Furthermore, combining physical models with data-driven approaches offers promising prospects. Physical models provide theoretical insights into fault mechanisms, while data-driven models uncover complex patterns from real data. Integrating these can enhance both accuracy and interpretability [
16]. Nonetheless, this approach introduces challenges: physical models often incorporate simplifying assumptions that may not hold under all conditions; as shown in [
17], such simplifications can lead to inaccuracies during extreme operating states. Additionally, the computational costs of running combined models in real time remain high, limiting their practical application [
18].
Given the critical role of gas turbines in natural gas pipeline systems and the limitations of existing fault diagnosis methods, there is an urgent need for more comprehensive and efficient solutions. The proposed method—merging an extended Statistical Process Control (SPC) approach with prior domain knowledge—shows promising potential. The extended SPC is better equipped to handle the non-stationary and complex data characteristics typical of gas turbines. By integrating prior knowledge, such as typical fault patterns and inter-parameter relationships [
19], it can more accurately detect abnormal operations. For example, knowledge of the correlation between fuel flow rate and turbine speed can facilitate setting more reasonable control limits; significant deviations from this correlation could indicate potential faults. Compared to black-box machine learning models, this approach not only enhances diagnostic accuracy but also improves interpretability, assisting engineers in understanding the diagnosis and taking informed actions [
20].
In conclusion, this study proposes a Dynamic Quantile-Based Extended SPC with Operating Condition Correction method, inspired by [
21] and tailored to gas turbine characteristics. Traditional fixed-threshold methods struggle with the complex, time-varying operation of gas turbines. The proposed method—leveraging dynamic quantile features and operating condition correction—adapts in real time to data variations and factors’ impacts. This results in improved diagnosis accuracy and robustness, providing a more reliable assessment of turbine health. Ultimately, this approach lays a solid foundation for enhancing the reliability and safety of gas turbines in natural gas pipelines, minimizing downtime, reducing maintenance costs, and preventing catastrophic failures. Existing GT fault diagnosis studies have three key limitations for oil–gas pipeline scenarios: they ignore dynamic differences between sudden/gradual faults, fail to handle non-stationary operational data, and lack integration of statistical models with domain knowledge. To address these gaps, this study’s multiparameter framework uses dynamic quantile SPC, a knowledge-integrated matrix, and condition clustering.
2. Models and Methods
The fault diagnosis monitoring system for the PGT25+SAC pipeline gas turbine is composed of multiple integrated subsystems that collectively monitor key operational parameters. Sensor arrays and measurement modules are deployed across critical components to enable real-time acquisition of vital parameters for fault detection.
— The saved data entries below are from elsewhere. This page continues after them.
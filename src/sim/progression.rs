//! Experience, level-ups and the upgrade offer screen
//!
//! Crossing the xp threshold suspends the run in `GamePhase::LevelUp` with up
//! to three distinct rarity-weighted offers. The screen closes when an offer
//! is taken, or after a short delay when nothing was eligible.

use rand::Rng;
use serde::{Deserialize, Serialize};

use super::state::{GameEvent, GamePhase, GameState, Player};
use super::upgrades::{UpgradeDef, apply_effect, shield_capacity};
use crate::config::LevelingConfig;
use crate::consts::OFFER_COUNT;

/// Open level-up screen (empty while playing)
#[derive(Debug, Clone, Default, Serialize, Deserialize)]
pub struct LevelUpScreen {
    /// Catalog indices on offer, distinct
    pub offers: Vec<usize>,
    /// Selecting an offer banishes it instead of taking it
    pub banish_mode: bool,
    /// Wall-clock time (ms) at which an empty screen closes itself
    pub auto_advance_at: Option<f64>,
}

/// Xp needed to advance from `level` to the next
pub fn next_level_xp(config: &LevelingConfig, level: u32) -> f32 {
    let l = level as f32;
    let curve = l.powf(config.xp_power) * config.xp_power_scale;
    (config.base_xp + l * config.xp_per_level + curve).floor()
}

/// Draw up to `count` distinct eligible entries, weighted by rarity
pub fn generate_offers<R: Rng>(
    catalog: &[UpgradeDef],
    player: &Player,
    rng: &mut R,
    count: usize,
) -> Vec<usize> {
    let mut pool: Vec<usize> = catalog
        .iter()
        .enumerate()
        .filter(|(_, u)| u.is_eligible(player))
        .flat_map(|(i, u)| std::iter::repeat_n(i, u.rarity.weight()))
        .collect();

    let mut offers = Vec::with_capacity(count);
    while offers.len() < count && !pool.is_empty() {
        let pick = pool[rng.random_range(0..pool.len())];
        offers.push(pick);
        // Dropping every copy keeps draws distinct
        pool.retain(|&i| i != pick);
    }
    offers
}

/// Enter the level-up screen if playing and the threshold is reached
pub fn check_level_up(state: &mut GameState) {
    if state.phase != GamePhase::Playing || state.player.xp < state.player.next_level_xp {
        return;
    }

    let player = &mut state.player;
    player.xp = (player.xp - player.next_level_xp).max(0.0);
    player.level += 1;
    player.next_level_xp = next_level_xp(&state.config.leveling, player.level);
    player.hp = player.max_hp;
    let shield_level = player.upgrade_level("shield");
    if shield_level > 0 {
        player.shield = shield_capacity(shield_level);
    }
    let level = player.level;

    state.phase = GamePhase::LevelUp;
    open_screen(state);
    state.events.push(GameEvent::LevelUp { level });
    log::info!(
        "Level up to {level} at t={:.1}s ({} offers)",
        state.game_time,
        state.level_up.offers.len()
    );
}

/// Fresh offers; arm the auto-advance timer when there are none
fn open_screen(state: &mut GameState) {
    let offers = generate_offers(&state.catalog, &state.player, &mut state.rng, OFFER_COUNT);
    state.level_up = LevelUpScreen {
        auto_advance_at: offers.is_empty().then(|| state.now + state.config.auto_advance_ms),
        offers,
        banish_mode: false,
    };
}

/// Close the screen and resume; banked xp may open the next screen at once
pub fn resume(state: &mut GameState) {
    state.level_up = LevelUpScreen::default();
    state.phase = GamePhase::Playing;
    check_level_up(state);
}

/// Take (or banish) the offer in `slot`. Returns false if nothing happened.
pub fn select_offer(state: &mut GameState, slot: usize) -> bool {
    if state.phase != GamePhase::LevelUp {
        return false;
    }
    let Some(&index) = state.level_up.offers.get(slot) else {
        return false;
    };
    let Some(def) = state.catalog.get(index) else {
        return false;
    };
    let (id, effect) = (def.id, def.effect);

    if state.level_up.banish_mode && state.player.banishes > 0 {
        state.player.banishes -= 1;
        state.player.banned.insert(id.to_string());
        state.events.push(GameEvent::UpgradeBanished { id: id.to_string() });
        log::debug!("Banished {id}");
        open_screen(state);
        return true;
    }

    apply_effect(&mut state.player, &effect);
    let entry = state.player.upgrades.entry(id.to_string()).or_default();
    entry.level += 1;
    let level = entry.level;
    state.events.push(GameEvent::UpgradeApplied {
        id: id.to_string(),
        level,
    });
    log::info!("Took {id} (level {level})");
    resume(state);
    true
}

/// Spend a reroll on fresh offers
pub fn reroll(state: &mut GameState) -> bool {
    if state.phase != GamePhase::LevelUp || state.player.rerolls == 0 {
        return false;
    }
    state.player.rerolls -= 1;
    open_screen(state);
    state.events.push(GameEvent::OffersRerolled);
    true
}

/// Flip banish mode; only available while a banish is banked
pub fn toggle_banish_mode(state: &mut GameState) -> bool {
    if state.phase != GamePhase::LevelUp || state.player.banishes == 0 {
        return false;
    }
    state.level_up.banish_mode = !state.level_up.banish_mode;
    true
}

/// Close an empty screen once its timer has elapsed
pub fn update_auto_advance(state: &mut GameState) {
    if state.phase != GamePhase::LevelUp {
        return;
    }
    if state.level_up.auto_advance_at.is_some_and(|at| state.now >= at) {
        log::debug!("Nothing to offer, resuming");
        resume(state);
    }
}

#[cfg(test)]
mod tests {
    use super::*;
    use crate::config::SimConfig;
    use crate::sim::upgrades::{Category, Rarity, Stat, UpgradeEffect, default_catalog};
    use glam::Vec2;
    use proptest::prelude::*;
    use rand::SeedableRng;
    use rand_pcg::Pcg32;

    fn entry(id: &'static str, rarity: Rarity, max_level: u32) -> UpgradeDef {
        UpgradeDef {
            id,
            name: id,
            description: "",
            category: Category::Attack,
            rarity,
            max_level,
            effect: UpgradeEffect::Add(Stat::Damage, 1.0),
            requires: None,
            excludes: &[],
        }
    }

    fn leveled_state() -> GameState {
        let mut s = GameState::new(SimConfig::default(), 9);
        s.player.xp = s.player.next_level_xp;
        check_level_up(&mut s);
        s
    }

    #[test]
    fn test_threshold_formula() {
        let c = LevelingConfig::default();
        // 5 + 1.8 + 0.6 = 7.4
        assert_eq!(next_level_xp(&c, 1), 7.0);
        // 5 + 18 + 10^1.35 * 0.6 = 36.39
        assert_eq!(next_level_xp(&c, 10), 36.0);
    }

    proptest! {
        #[test]
        fn prop_threshold_increases(level in 1u32..500) {
            let c = LevelingConfig::default();
            prop_assert!(next_level_xp(&c, level + 1) > next_level_xp(&c, level));
        }

        #[test]
        fn prop_offers_distinct_and_eligible(seed in any::<u64>()) {
            let catalog = default_catalog();
            let player = Player::new(&SimConfig::default(), Vec2::ZERO);
            let mut rng = Pcg32::seed_from_u64(seed);
            let offers = generate_offers(&catalog, &player, &mut rng, OFFER_COUNT);
            prop_assert_eq!(offers.len(), OFFER_COUNT);
            for (i, a) in offers.iter().enumerate() {
                prop_assert!(catalog[*a].is_eligible(&player));
                prop_assert!(!offers[i + 1..].contains(a));
            }
        }
    }

    #[test]
    fn test_rarity_weighting() {
        let catalog = vec![entry("common", Rarity::Common, 5), entry("legend", Rarity::Legend, 5)];
        let player = Player::new(&SimConfig::default(), Vec2::ZERO);
        let mut rng = Pcg32::seed_from_u64(1);
        let draws = 20_000;
        let commons = (0..draws)
            .filter(|_| generate_offers(&catalog, &player, &mut rng, 1) == vec![0])
            .count();
        // Expected 60 / 63 of draws
        let share = commons as f64 / draws as f64;
        assert!((share - 60.0 / 63.0).abs() < 0.01, "common share {share}");
    }

    #[test]
    fn test_banned_and_maxed_never_offered() {
        let catalog = vec![
            entry("a", Rarity::Common, 1),
            entry("b", Rarity::Common, 5),
            entry("c", Rarity::Rare, 5),
        ];
        let mut player = Player::new(&SimConfig::default(), Vec2::ZERO);
        player.upgrades.entry("a".into()).or_default().level = 1;
        player.banned.insert("b".into());
        let mut rng = Pcg32::seed_from_u64(4);
        for _ in 0..100 {
            assert_eq!(generate_offers(&catalog, &player, &mut rng, 3), vec![2]);
        }
    }

    #[test]
    fn test_exact_threshold_levels_once() {
        let s = leveled_state();
        assert_eq!(s.phase, GamePhase::LevelUp);
        assert_eq!(s.player.level, 2);
        assert_eq!(s.player.xp, 0.0);
        assert_eq!(s.level_up.offers.len(), OFFER_COUNT);
        let level_ups = s.events.iter().filter(|e| matches!(e, GameEvent::LevelUp { .. })).count();
        assert_eq!(level_ups, 1);
    }

    #[test]
    fn test_level_up_restores_hp_and_shield() {
        let mut s = GameState::new(SimConfig::default(), 9);
        s.player.hp = 20.0;
        s.player.upgrades.entry("shield".into()).or_default().level = 2;
        s.player.shield = 0.0;
        s.player.xp = 100.0;
        check_level_up(&mut s);
        assert_eq!(s.player.hp, s.player.max_hp);
        assert_eq!(s.player.shield, 80.0);
        assert_eq!(s.player.xp, 93.0);
    }

    #[test]
    fn test_select_applies_and_chains_banked_levels() {
        let mut s = GameState::new(SimConfig::default(), 9);
        // Enough for level 2 (7) and level 3 (floor(5 + 3.6 + 2^1.35 * 0.6) = 10)
        s.player.xp = 17.0;
        check_level_up(&mut s);
        assert_eq!(s.player.level, 2);

        let taken = s.catalog[s.level_up.offers[0]].id;
        assert!(select_offer(&mut s, 0));
        assert_eq!(s.player.upgrade_level(taken), 1);
        assert_eq!(s.phase, GamePhase::LevelUp, "banked xp reopens the screen");
        assert_eq!(s.player.level, 3);

        assert!(select_offer(&mut s, 0));
        assert_eq!(s.phase, GamePhase::Playing);
        assert!(s.level_up.offers.is_empty());
    }

    #[test]
    fn test_select_out_of_range_is_noop() {
        let mut s = leveled_state();
        assert!(!select_offer(&mut s, 7));
        assert_eq!(s.phase, GamePhase::LevelUp);

        let mut playing = GameState::new(SimConfig::default(), 9);
        assert!(!select_offer(&mut playing, 0));
    }

    #[test]
    fn test_reroll_spends_charge() {
        let mut s = leveled_state();
        assert!(!reroll(&mut s));
        s.player.rerolls = 1;
        assert!(reroll(&mut s));
        assert_eq!(s.player.rerolls, 0);
        assert_eq!(s.level_up.offers.len(), OFFER_COUNT);
        assert!(!reroll(&mut s));
    }

    #[test]
    fn test_banish_removes_from_future_offers() {
        let mut s = leveled_state();
        assert!(!toggle_banish_mode(&mut s), "needs a banked banish");
        s.player.banishes = 1;
        assert!(toggle_banish_mode(&mut s));

        let banished = s.catalog[s.level_up.offers[1]].id;
        assert!(select_offer(&mut s, 1));
        assert_eq!(s.phase, GamePhase::LevelUp);
        assert_eq!(s.player.banishes, 0);
        assert!(!s.level_up.banish_mode);
        assert!(s.player.banned.contains(banished));
        assert!(s.level_up.offers.iter().all(|&i| s.catalog[i].id != banished));
        assert_eq!(s.player.upgrade_level(banished), 0);
    }

    #[test]
    fn test_empty_offers_auto_advance() {
        let mut s = GameState::with_catalog(SimConfig::default(), 9, Vec::new());
        s.now = 2000.0;
        s.player.xp = 7.0;
        check_level_up(&mut s);
        assert_eq!(s.phase, GamePhase::LevelUp);
        assert_eq!(s.level_up.auto_advance_at, Some(3500.0));

        s.now = 3499.0;
        update_auto_advance(&mut s);
        assert_eq!(s.phase, GamePhase::LevelUp);

        s.now = 3500.0;
        update_auto_advance(&mut s);
        assert_eq!(s.phase, GamePhase::Playing);
    }
}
In the lubrication subsystem, sensors installed on the synthetic oil tank and pipeline network measure the following parameters: synthetic oil tank level (SL), synthetic oil return oil pressure (SO), return oil temperature (RT), supply temperature of synthetic oil (ST), and supply pressure of synthetic oil (SS). These sensors are strategically positioned to monitor the lubrication system’s status, which is crucial for the reliable operation of rotating components.
In the compressor and turbine sections, pressure transducers installed at the compressor inlet measure the inlet pressure (PI). Thermocouples embedded within the bearing housing monitor the thrust bearing temperature of the power turbine (PT). Additionally, high-temperature-resistant sensors placed in the exhaust and outlet streams capture the exhaust temperature of the fuel gas generator (FT) and process compressor outlet pressure (PO), respectively. Sensors for the differential pressure across dual filters in the synthetic oil system (SD) and the tank temperature (TT) are also employed to assess filter clogging and the thermal stability of the oil tank.
The fault diagnosis process for the gas turbine in this study is divided into three main steps, as illustrated in
Figure 1:
The monitoring parameters are input into an extended, dynamic, quantile-based Statistical Process Control (SPC) model with operating condition correction. This model constructs control limits based on empirical quantiles, performs clustering of operating conditions, and classifies the current state to compute the change rate of each parameter.
A prior-knowledge-driven multiparameter fault analysis framework is established. By analyzing typical operating conditions, integrating relevant data, and consulting domain experts, a multiparameter fault analysis table is developed, and the corresponding weighting factors are assigned.
The fault probability for each potential fault mode is computed using the multiparameter analysis table, the change rates , and the weights through a specific formula. A higher value indicates a greater likelihood of the associated fault.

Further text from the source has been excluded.